**Source material:**
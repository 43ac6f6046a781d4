//! Replay spilled access events and expire old error journals.
use std::sync::Arc;
use std::time::Duration;

use axum::Router;
use envconfig::Envconfig;
use eyre::Result;
use futures::future::{select, Either};
use health::HealthRegistry;

use relay_common::kafka::ConnectionManager;
use relay_common::metrics::setup_metrics_router;
use relay_common::spillover::SpilloverStore;
use relay_common::time::ZonedClock;

use config::Config;
use requeue::RequeueWorker;

mod config;
mod requeue;
mod schedule;

async fn listen(app: Router, bind: String) -> Result<()> {
    let listener = tokio::net::TcpListener::bind(bind).await?;

    axum::serve(listener, app).await?;

    Ok(())
}

#[tokio::main]
async fn main() {
    tracing_subscriber::fmt::init();

    let config = Config::init_from_env().expect("failed to load configuration from env");

    let liveness = HealthRegistry::new("liveness");
    // Runs are hours apart, the deadline only has to catch a wedged loop
    let scheduler_liveness = liveness
        .register("scheduler".to_string(), Duration::from_secs(25 * 60 * 60))
        .await;
    let kafka_liveness = liveness
        .register("rdkafka".to_string(), Duration::from_secs(30))
        .await;

    let worker = RequeueWorker::new(
        ConnectionManager::new(config.kafka.clone(), kafka_liveness),
        config.kafka_topic.clone(),
        SpilloverStore::new(config.log_dir.clone()),
        Arc::new(ZonedClock::new(config.timestamp_timezone.0)),
        config.run_times.0.clone(),
        config.error_log_retention_days,
        scheduler_liveness,
    );

    let requeue_loop = Box::pin(async move { worker.run().await });

    let app = setup_metrics_router(liveness);
    let http_server = Box::pin(listen(app, config.bind()));

    match select(http_server, requeue_loop).await {
        Either::Left((listen_result, _)) => match listen_result {
            Ok(_) => {}
            Err(e) => tracing::error!("failed to start the janitor http server, {}", e),
        },
        Either::Right((_, _)) => {
            tracing::error!("janitor requeue task exited")
        }
    };
}
use std::sync::Arc;
use std::time::Duration;

use chrono::NaiveTime;
use health::HealthHandle;
use metrics::counter;
use serde_json::Value;
use tracing::{error, info, warn};

use relay_common::event::normalize_area;
use relay_common::kafka::{send_access, ConnectionManager};
use relay_common::spillover::{LogCategory, SpilloverStore};
use relay_common::time::TimeSource;

use crate::schedule::next_run;

/// Replays spillover files back into the access topic at the fixed run
/// times, and applies retention to the error journals. Only files strictly
/// older than today are touched: the publisher may still be appending to
/// today's file.
pub struct RequeueWorker {
    manager: ConnectionManager,
    topic: String,
    spillover: SpilloverStore,
    timesource: Arc<dyn TimeSource>,
    run_times: Vec<NaiveTime>,
    retention_days: u32,
    liveness: HealthHandle,
}

impl RequeueWorker {
    #[allow(clippy::too_many_arguments)]
    pub fn new(
        manager: ConnectionManager,
        topic: String,
        spillover: SpilloverStore,
        timesource: Arc<dyn TimeSource>,
        run_times: Vec<NaiveTime>,
        retention_days: u32,
        liveness: HealthHandle,
    ) -> Self {
        Self {
            manager,
            topic,
            spillover,
            timesource,
            run_times,
            retention_days,
            liveness,
        }
    }

    /// One replay pass: republish every line of every pending spillover
    /// file, deleting a file only when all of its lines went through.
    pub async fn run_once(&self) {
        let today = self.timesource.stamp().day;

        let pending = match self
            .spillover
            .list_pending(LogCategory::Accesses, today)
            .await
        {
            Ok(pending) => pending,
            Err(err) => {
                error!("failed to list spillover files: {}", err);
                return;
            }
        };

        if pending.is_empty() {
            info!("no spillover files to replay");
        }

        for (day, path) in pending {
            let producer = match self.manager.ensure_connected().await {
                Ok(producer) => producer,
                Err(err) => {
                    error!("broker unreachable, leaving spillover files in place: {}", err);
                    return;
                }
            };
            let topic = self.topic.clone();

            let outcome = self
                .spillover
                .replay(&path, |payload: Value| {
                    let producer = producer.clone();
                    let topic = topic.clone();
                    async move {
                        let profile = payload
                            .get("profile")
                            .and_then(Value::as_str)
                            .unwrap_or_default()
                            .to_owned();
                        let area = normalize_area(payload.get("area").and_then(Value::as_str));

                        match send_access(&producer, &topic, &profile, area.as_deref(), &payload)
                            .await
                        {
                            Ok(()) => true,
                            Err(err) => {
                                warn!("failed to republish spilled event: {}", err);
                                false
                            }
                        }
                    }
                })
                .await;

            match outcome {
                Ok(outcome) => {
                    counter!("janitor_events_replayed_total").increment(outcome.replayed as u64);
                    if outcome.deleted {
                        counter!("janitor_files_replayed_total").increment(1);
                        info!(
                            "replayed {} events from {}, file deleted",
                            outcome.replayed, day
                        );
                    } else {
                        warn!(
                            "replayed {} of {} events from {}, keeping the file for the next pass",
                            outcome.replayed, outcome.total, day
                        );
                        // The producer may be broken, reconnect before the next file
                        self.manager.mark_dead().await;
                    }
                }
                Err(err) => {
                    error!("failed to replay {}: {}", path.display(), err);
                }
            }
        }

        match self
            .spillover
            .purge_older_than(LogCategory::AccessErrors, today, self.retention_days)
            .await
        {
            Ok(0) => {}
            Ok(removed) => info!("purged {} expired error journals", removed),
            Err(err) => error!("failed to purge error journals: {}", err),
        }
    }

    /// Run one pass at startup to drain whatever accumulated while we were
    /// down, then wait for the fixed run times.
    pub async fn run(&self) {
        self.liveness.report_healthy().await;
        self.run_once().await;

        loop {
            let now = self.timesource.now_local();
            let next = next_run(now, &self.run_times);
            let wait = (next - now).to_std().unwrap_or(Duration::ZERO);
            info!("next replay pass at {}", next);
            tokio::time::sleep(wait).await;

            self.liveness.report_healthy().await;
            self.run_once().await;
        }
    }
}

**Directions for this task:**
Go through the material above and report each line containing "axum".

**The completed task:**
use axum::Router;
    axum::serve(listener, app).await?;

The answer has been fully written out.